Era inevitable: el olor de las almendras amargas le recordaba siempre el destino de los amores contrariados.

El amor en los tiempos del cólera. Gabriel García Márquez.

 
 

Esta semana, especialmente ajetreada en lo personal y en lo profesional, me ha parecido que a veces nos tomamos la vida demasiado en serio, como si fuese a durar siempre o como si lo que nos pasa, por mucho que nos importe, fuese a tener alguna repercusión en la historia de la humanidad. Sin embargo, eso sucede en tan pocas ocasiones, que deberíamos vivir con más ligereza y, sobre todo, reírnos más de nuestro absurdo anhelo de trascendencia.

Por uno u otro motivo, cada uno de los últimos días han sido especiales. El lunes lo protagonizaron la familia y los huevos de Pascua, la vainilla y el chocolate. El martes regresé a la rutina tras una semana de descanso vacacional y fue agradable. El miércoles hubo libros y rosas (las esperadas y otras, que Sant Jordi es un día que algunos aprovechan para sorprender). El jueves fue el día en el que se despejó parte de una incógnita y el viernes me sentí muy orgullosa del equipo con el que abordo un proyecto nuevo; nos tocó elegir y elegimos lo correcto, no tengo ninguna duda, porque personalmente pocas cosas me dan más miedo que un ególatra poco inteligente.

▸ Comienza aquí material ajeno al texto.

use crate::session::Session;
use anyhow::Result;
use std::io::Write;

/// Conventional exit code type used by session commands.
///
/// A value of 0 indicates success; any non-zero value indicates failure.
pub type ExitCode = i32;

/// Object-safe trait for any command that can be executed by the session.
///
/// Built-ins get it through a blanket impl in the `builtin` module.
pub trait ExecutableCommand {
    /// Executes the command, writing its report to `stdout`.
    fn execute(self: Box<Self>, stdout: &mut dyn Write, session: &mut Session)
    -> Result<ExitCode>;
}

/// Factory that tries to create a command from a name and its arguments.
///
/// Returns `None` when the factory doesn't recognize the `name`.
pub trait CommandFactory {
    /// Attempt to create a command instance for the provided name and arguments.
    fn try_create(&self, name: &str, args: &[&str]) -> Option<Box<dyn ExecutableCommand>>;
}
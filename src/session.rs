use crate::calculator::Calculator;
use crate::mode::Mode;

/// Mutable state shared by the commands of one interactive session.
///
/// Note: fields are public to keep the command implementations short.
#[derive(Debug, Clone, Default)]
pub struct Session {
    /// Rules applied by `calc`, `postfix` and `eval`.
    pub mode: Mode,
    /// When set to true, indicates that the read loop should stop.
    pub should_exit: bool,
}

impl Session {
    pub fn new(mode: Mode) -> Self {
        Self {
            mode,
            should_exit: false,
        }
    }

    /// A calculator configured with the session's current mode.
    pub fn calculator(&self) -> Calculator {
        Calculator::new(self.mode)
    }
}
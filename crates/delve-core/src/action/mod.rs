//! Player actions: direction mapping and the movement resolver.

use serde::{Deserialize, Serialize};
use strum::{Display, EnumIter};

use crate::consts::{KEY_DOWN, KEY_LEFT, KEY_RIGHT, KEY_UP};
use crate::dungeon::Position;

pub mod movement;

pub use movement::{MoveStatus, do_player_move, step};

/// Movement directions
#[derive(Debug, Clone, Copy, PartialEq, Eq, Hash, Serialize, Deserialize, Display, EnumIter)]
pub enum Direction {
    Up,
    Down,
    Left,
    Right,
}

impl Direction {
    /// Map a keypress to a direction.
    ///
    /// Unrecognized keys are `None`; the caller treats that as a no-op
    /// turn, not an error.
    pub const fn from_key(key: char) -> Option<Self> {
        match key {
            KEY_UP => Some(Direction::Up),
            KEY_DOWN => Some(Direction::Down),
            KEY_LEFT => Some(Direction::Left),
            KEY_RIGHT => Some(Direction::Right),
            _ => None,
        }
    }

    /// Get the (row, col) unit delta for this direction
    pub const fn delta(&self) -> (i32, i32) {
        match self {
            Direction::Up => (-1, 0),
            Direction::Down => (1, 0),
            Direction::Left => (0, -1),
            Direction::Right => (0, 1),
        }
    }

    /// The cell one step from `pos` in this direction.
    pub const fn offset(&self, pos: Position) -> Position {
        let (dr, dc) = self.delta();
        Position::new(pos.row + dr, pos.col + dc)
    }
}
//! Player state

use serde::{Deserialize, Serialize};

use crate::dungeon::Position;

/// The adventurer: position on the current grid plus collected loot.
///
/// Invariant kept by the movement resolver and the monster advance:
/// the grid holds exactly one player tile, and its coordinates equal
/// `pos`.
#[derive(Debug, Clone, Copy, PartialEq, Eq, Serialize, Deserialize)]
pub struct Player {
    pub pos: Position,
    pub treasure: u32,
}

impl Player {
    /// A freshly placed player with no treasure.
    pub const fn new(pos: Position) -> Self {
        Self { pos, treasure: 0 }
    }
}
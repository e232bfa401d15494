//! Tile types

use serde::{Deserialize, Serialize};
use strum::{Display, EnumIter, IntoEnumIterator};

use crate::consts::{
    S_AMULET, S_DOOR, S_EXIT, S_MONSTER, S_OPEN, S_PILLAR, S_PLAYER, S_TREASURE,
};

/// What a single dungeon cell holds.
#[derive(
    Debug, Clone, Copy, PartialEq, Eq, Hash, Default, Serialize, Deserialize, Display, EnumIter,
)]
#[repr(u8)]
pub enum Tile {
    #[default]
    Open = 0,
    Pillar = 1,
    Player = 2,
    Monster = 3,
    Treasure = 4,
    Amulet = 5,
    Door = 6,
    Exit = 7,
}

impl Tile {
    /// Get the display character for this tile
    pub const fn symbol(&self) -> char {
        match self {
            Tile::Open => S_OPEN,
            Tile::Pillar => S_PILLAR,
            Tile::Player => S_PLAYER,
            Tile::Monster => S_MONSTER,
            Tile::Treasure => S_TREASURE,
            Tile::Amulet => S_AMULET,
            Tile::Door => S_DOOR,
            Tile::Exit => S_EXIT,
        }
    }

    /// Parse a display character back into a tile.
    ///
    /// Returns `None` for characters outside the alphabet; the level
    /// loader turns that into an explicit load failure.
    pub fn from_symbol(c: char) -> Option<Self> {
        Tile::iter().find(|t| t.symbol() == c)
    }

    /// Check if the player is blocked from stepping here
    pub const fn blocks_movement(&self) -> bool {
        matches!(self, Tile::Pillar | Tile::Monster)
    }

    /// Check if this tile cuts a line-of-sight ray.
    ///
    /// Only pillars block sight; a monster on the ray does not hide
    /// monsters behind it.
    pub const fn blocks_sight(&self) -> bool {
        matches!(self, Tile::Pillar)
    }
}
//! Level loader
//!
//! Parses a whitespace-delimited level description:
//!
//! ```text
//! <rows> <cols>
//! <playerRow> <playerCol>
//! rows x cols tile glyphs, row-major
//! ```
//!
//! The glyph at the declared player coordinates is overwritten with the
//! player tile, so a level source does not have to mark the start cell.

use std::fs::File;
use std::io::{BufRead, BufReader};
use std::path::Path;

use serde::{Deserialize, Serialize};

use super::{Grid, Position, Tile};
use crate::errors::LoadError;
use crate::player::Player;

/// A freshly loaded level: the grid plus the player's starting state.
#[derive(Debug, Clone, Serialize, Deserialize)]
pub struct LoadedLevel {
    pub grid: Grid,
    pub player: Player,
}

/// Open a level file and parse it.
pub fn load_level(path: impl AsRef<Path>) -> Result<LoadedLevel, LoadError> {
    let file = File::open(path)?;
    parse_level(BufReader::new(file))
}

/// Parse a level description from any reader.
///
/// Failure leaves no partial state behind; the reader may have been
/// partially consumed on the early-error paths.
pub fn parse_level<R: BufRead>(mut reader: R) -> Result<LoadedLevel, LoadError> {
    let mut text = String::new();
    reader.read_to_string(&mut text)?;
    let mut tokens = text.split_whitespace();

    let rows = parse_number(&mut tokens, "row count")?;
    let cols = parse_number(&mut tokens, "column count")?;
    if rows <= 0 || cols <= 0 {
        return Err(LoadError::NonPositiveDimensions { rows, cols });
    }
    let (height, width) = (rows as usize, cols as usize);

    let player_row = parse_number(&mut tokens, "player row")?;
    let player_col = parse_number(&mut tokens, "player column")?;
    if player_row < 0 || player_row >= rows || player_col < 0 || player_col >= cols {
        return Err(LoadError::PlayerOutOfBounds {
            row: player_row,
            col: player_col,
            rows: height,
            cols: width,
        });
    }

    let mut grid = Grid::open(height, width);
    let mut glyphs = tokens.flat_map(|t| t.chars());
    for r in 0..height {
        for c in 0..width {
            let glyph = glyphs.next().ok_or(LoadError::MissingToken {
                expected: "tile glyph",
            })?;
            let tile = Tile::from_symbol(glyph).ok_or(LoadError::UnknownTile(glyph))?;
            grid.set(Position::new(r as i32, c as i32), tile);
        }
    }

    let start = Position::new(player_row as i32, player_col as i32);
    grid.set(start, Tile::Player);

    Ok(LoadedLevel {
        grid,
        player: Player::new(start),
    })
}

fn parse_number<'a>(
    tokens: &mut impl Iterator<Item = &'a str>,
    field: &'static str,
) -> Result<i64, LoadError> {
    let token = tokens.next().ok_or(LoadError::MissingToken { expected: field })?;
    token.parse().map_err(|_| LoadError::BadNumber {
        field,
        token: token.to_string(),
    })
}
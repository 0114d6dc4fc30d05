// Copyright (c) 2025 Steve Wagner (ciroque@live.com)
// SPDX-License-Identifier: MIT

//! Shared cancel/pause/resume signaling between a scheduler run and its
//! caller, consumed by the process supervisor during a long-running command.

use std::sync::atomic::{AtomicBool, Ordering};
use std::sync::{Arc, Condvar, Mutex};

/// A cheaply cloneable handle into one run's control state. Every clone
/// refers to the same underlying signals.
#[derive(Clone)]
pub struct ControlHandle {
    inner: Arc<Inner>,
}

struct Inner {
    cancelled: AtomicBool,
    paused: AtomicBool,
    pause_lock: Mutex<()>,
    pause_cv: Condvar,
}

impl Default for ControlHandle {
    fn default() -> Self {
        Self::new()
    }
}

impl ControlHandle {
    pub fn new() -> Self {
        Self {
            inner: Arc::new(Inner {
                cancelled: AtomicBool::new(false),
                paused: AtomicBool::new(false),
                pause_lock: Mutex::new(()),
                pause_cv: Condvar::new(),
            }),
        }
    }

    /// Request cancellation. Monotonic: once set, never clears.
    pub fn cancel(&self) {
        self.inner.cancelled.store(true, Ordering::SeqCst);
        // Wake anything parked in `wait_while_paused` so it can observe
        // cancellation instead of blocking forever.
        let _guard = self.inner.pause_lock.lock().unwrap();
        self.inner.pause_cv.notify_all();
    }

    pub fn is_cancelled(&self) -> bool {
        self.inner.cancelled.load(Ordering::SeqCst)
    }

    pub fn pause(&self) {
        self.inner.paused.store(true, Ordering::SeqCst);
    }

    pub fn resume(&self) {
        self.inner.paused.store(false, Ordering::SeqCst);
        let _guard = self.inner.pause_lock.lock().unwrap();
        self.inner.pause_cv.notify_all();
    }

    pub fn is_paused(&self) -> bool {
        self.inner.paused.load(Ordering::SeqCst)
    }

    /// Block the calling thread while paused. Returns immediately (without
    /// blocking) once cancelled, even if still nominally paused, since a
    /// cancelled run must never hang.
    pub fn wait_while_paused(&self) {
        let guard = self.inner.pause_lock.lock().unwrap();
        let _unused = self
            .inner
            .pause_cv
            .wait_while(guard, |_| self.is_paused() && !self.is_cancelled())
            .unwrap();
    }
}

#[cfg(test)]
mod tests {
    use super::*;
    use std::thread;
    use std::time::Duration;

    #[test]
    fn cancel_is_visible_across_clones() {
        let handle = ControlHandle::new();
        let other = handle.clone();
        assert!(!other.is_cancelled());
        handle.cancel();
        assert!(other.is_cancelled());
    }

    #[test]
    fn pause_blocks_until_resume() {
        let handle = ControlHandle::new();
        handle.pause();
        let waiter = handle.clone();
        let joined = thread::spawn(move || {
            waiter.wait_while_paused();
        });
        thread::sleep(Duration::from_millis(50));
        assert!(!joined.is_finished());
        handle.resume();
        joined.join().unwrap();
    }

    #[test]
    fn cancel_releases_a_paused_waiter() {
        let handle = ControlHandle::new();
        handle.pause();
        let waiter = handle.clone();
        let joined = thread::spawn(move || {
            waiter.wait_while_paused();
        });
        thread::sleep(Duration::from_millis(50));
        handle.cancel();
        joined.join().unwrap();
    }
}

Este fin de semana deseaba escribir y en eso ando, aunque arrastro la primavera y esos cambios de tiempo que alteran mi cabeza y me restan horas de paz.

Por eso hoy solo me asomo por aquí, no quiero faltar a la cita, pero no puedo quedarme demasiado, me espera esa historia que me permite, mientras la escribo, vivir –y revivir, y compartir- cualquier emoción sin correr riesgos: no hay heridas, ni reproches. También esa lectura a la que me llevan las ganas de rendir homenaje a un escritor (cercano por tantas cosas…) que se ha ido, dejándonos sus novelas, que son una parte de lo mejor de sí mismo.

La vida sigue, abriendo y cerrando puertas sin descanso. Y todo es luz.
 

¡Feliz domingo, socios!

 

FRANCESCA. Escribo. Leo. Horneo. Siembro.